--- What to do ---
What lines in the records include the string "DataSourceRepo"? Return each one.

The data: Begin

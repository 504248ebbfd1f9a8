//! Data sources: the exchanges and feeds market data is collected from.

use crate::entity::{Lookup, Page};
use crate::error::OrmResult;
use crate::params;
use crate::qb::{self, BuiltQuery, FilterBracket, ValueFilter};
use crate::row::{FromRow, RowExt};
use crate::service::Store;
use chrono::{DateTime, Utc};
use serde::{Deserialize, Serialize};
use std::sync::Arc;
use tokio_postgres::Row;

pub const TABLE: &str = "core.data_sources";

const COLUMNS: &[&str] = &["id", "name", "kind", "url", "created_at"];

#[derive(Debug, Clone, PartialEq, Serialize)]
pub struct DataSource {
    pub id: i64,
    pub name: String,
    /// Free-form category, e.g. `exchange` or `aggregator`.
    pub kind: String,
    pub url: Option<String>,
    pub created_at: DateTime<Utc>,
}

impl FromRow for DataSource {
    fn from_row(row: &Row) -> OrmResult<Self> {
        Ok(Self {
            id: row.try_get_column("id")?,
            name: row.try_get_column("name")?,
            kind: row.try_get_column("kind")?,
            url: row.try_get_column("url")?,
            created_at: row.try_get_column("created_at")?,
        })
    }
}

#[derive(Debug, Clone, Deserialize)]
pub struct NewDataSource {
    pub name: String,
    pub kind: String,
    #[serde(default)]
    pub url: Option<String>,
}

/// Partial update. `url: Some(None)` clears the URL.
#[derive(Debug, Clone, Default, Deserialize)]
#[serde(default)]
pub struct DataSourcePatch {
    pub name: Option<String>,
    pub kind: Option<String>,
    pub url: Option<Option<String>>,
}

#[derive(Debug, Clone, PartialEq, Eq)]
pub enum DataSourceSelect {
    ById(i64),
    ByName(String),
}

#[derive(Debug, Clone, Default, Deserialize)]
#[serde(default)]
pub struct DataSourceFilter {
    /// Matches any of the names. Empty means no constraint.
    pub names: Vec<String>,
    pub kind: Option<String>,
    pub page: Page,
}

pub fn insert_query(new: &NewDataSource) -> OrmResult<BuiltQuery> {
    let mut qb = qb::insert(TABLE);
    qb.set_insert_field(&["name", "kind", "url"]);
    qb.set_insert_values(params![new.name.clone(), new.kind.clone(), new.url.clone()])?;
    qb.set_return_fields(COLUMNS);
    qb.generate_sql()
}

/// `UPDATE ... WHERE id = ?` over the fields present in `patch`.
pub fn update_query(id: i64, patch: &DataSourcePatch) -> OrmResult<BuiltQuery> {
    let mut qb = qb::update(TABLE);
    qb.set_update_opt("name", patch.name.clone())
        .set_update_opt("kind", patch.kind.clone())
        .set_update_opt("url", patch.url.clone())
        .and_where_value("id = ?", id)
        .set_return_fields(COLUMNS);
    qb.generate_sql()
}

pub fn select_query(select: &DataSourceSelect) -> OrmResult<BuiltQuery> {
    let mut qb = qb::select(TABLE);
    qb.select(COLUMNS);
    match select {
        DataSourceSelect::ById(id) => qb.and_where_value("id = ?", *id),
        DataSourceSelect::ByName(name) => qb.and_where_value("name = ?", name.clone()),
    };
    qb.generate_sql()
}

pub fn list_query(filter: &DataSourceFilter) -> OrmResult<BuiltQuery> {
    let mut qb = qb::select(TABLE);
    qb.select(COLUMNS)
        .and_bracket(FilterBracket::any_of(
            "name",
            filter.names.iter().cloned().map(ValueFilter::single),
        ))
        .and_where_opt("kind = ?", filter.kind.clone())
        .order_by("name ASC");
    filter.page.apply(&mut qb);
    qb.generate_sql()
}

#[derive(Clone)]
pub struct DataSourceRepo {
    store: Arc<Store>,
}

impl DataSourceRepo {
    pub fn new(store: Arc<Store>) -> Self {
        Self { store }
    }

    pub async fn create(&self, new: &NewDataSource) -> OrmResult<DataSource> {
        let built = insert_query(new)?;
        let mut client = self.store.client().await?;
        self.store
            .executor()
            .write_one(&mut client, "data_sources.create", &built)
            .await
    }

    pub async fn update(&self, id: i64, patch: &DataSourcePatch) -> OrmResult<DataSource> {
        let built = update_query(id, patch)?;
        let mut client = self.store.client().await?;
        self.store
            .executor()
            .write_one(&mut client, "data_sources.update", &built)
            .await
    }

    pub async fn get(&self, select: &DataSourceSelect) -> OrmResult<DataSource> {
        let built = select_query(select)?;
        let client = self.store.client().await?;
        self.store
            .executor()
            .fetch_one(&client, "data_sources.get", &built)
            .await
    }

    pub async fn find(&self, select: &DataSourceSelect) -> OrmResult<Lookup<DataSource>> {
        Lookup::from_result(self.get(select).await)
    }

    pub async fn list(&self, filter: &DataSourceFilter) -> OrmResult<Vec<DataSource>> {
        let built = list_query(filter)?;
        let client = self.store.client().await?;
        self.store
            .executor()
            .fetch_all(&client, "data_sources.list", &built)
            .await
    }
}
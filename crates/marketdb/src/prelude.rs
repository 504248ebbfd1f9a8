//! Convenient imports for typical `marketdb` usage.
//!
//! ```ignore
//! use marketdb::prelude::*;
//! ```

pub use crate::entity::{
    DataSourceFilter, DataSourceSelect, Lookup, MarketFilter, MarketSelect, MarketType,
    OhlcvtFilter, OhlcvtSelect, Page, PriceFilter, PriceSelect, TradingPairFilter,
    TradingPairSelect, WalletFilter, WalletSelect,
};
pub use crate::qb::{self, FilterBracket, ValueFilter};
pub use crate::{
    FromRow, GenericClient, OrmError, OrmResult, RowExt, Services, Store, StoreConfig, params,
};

The data: End
The data: Begin

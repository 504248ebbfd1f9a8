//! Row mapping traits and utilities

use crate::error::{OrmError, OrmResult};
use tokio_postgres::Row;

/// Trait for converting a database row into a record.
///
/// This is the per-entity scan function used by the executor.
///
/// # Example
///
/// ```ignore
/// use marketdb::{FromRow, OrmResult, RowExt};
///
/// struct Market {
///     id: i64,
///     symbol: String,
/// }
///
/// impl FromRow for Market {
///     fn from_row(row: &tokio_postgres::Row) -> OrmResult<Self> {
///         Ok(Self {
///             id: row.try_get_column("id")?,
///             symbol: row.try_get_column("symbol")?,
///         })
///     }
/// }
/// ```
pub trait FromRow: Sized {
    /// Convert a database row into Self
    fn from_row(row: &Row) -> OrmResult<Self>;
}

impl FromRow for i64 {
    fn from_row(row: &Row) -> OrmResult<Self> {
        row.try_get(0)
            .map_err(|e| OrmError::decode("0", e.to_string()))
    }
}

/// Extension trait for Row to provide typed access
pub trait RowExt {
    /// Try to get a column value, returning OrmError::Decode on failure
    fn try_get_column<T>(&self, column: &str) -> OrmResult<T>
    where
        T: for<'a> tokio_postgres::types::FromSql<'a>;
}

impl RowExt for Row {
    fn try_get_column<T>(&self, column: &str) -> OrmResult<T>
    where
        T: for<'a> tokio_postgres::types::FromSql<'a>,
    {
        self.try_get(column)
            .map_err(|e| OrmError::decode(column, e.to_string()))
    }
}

The data: End

--- Response for this exercise ---
pub struct DataSourceRepo {
impl DataSourceRepo {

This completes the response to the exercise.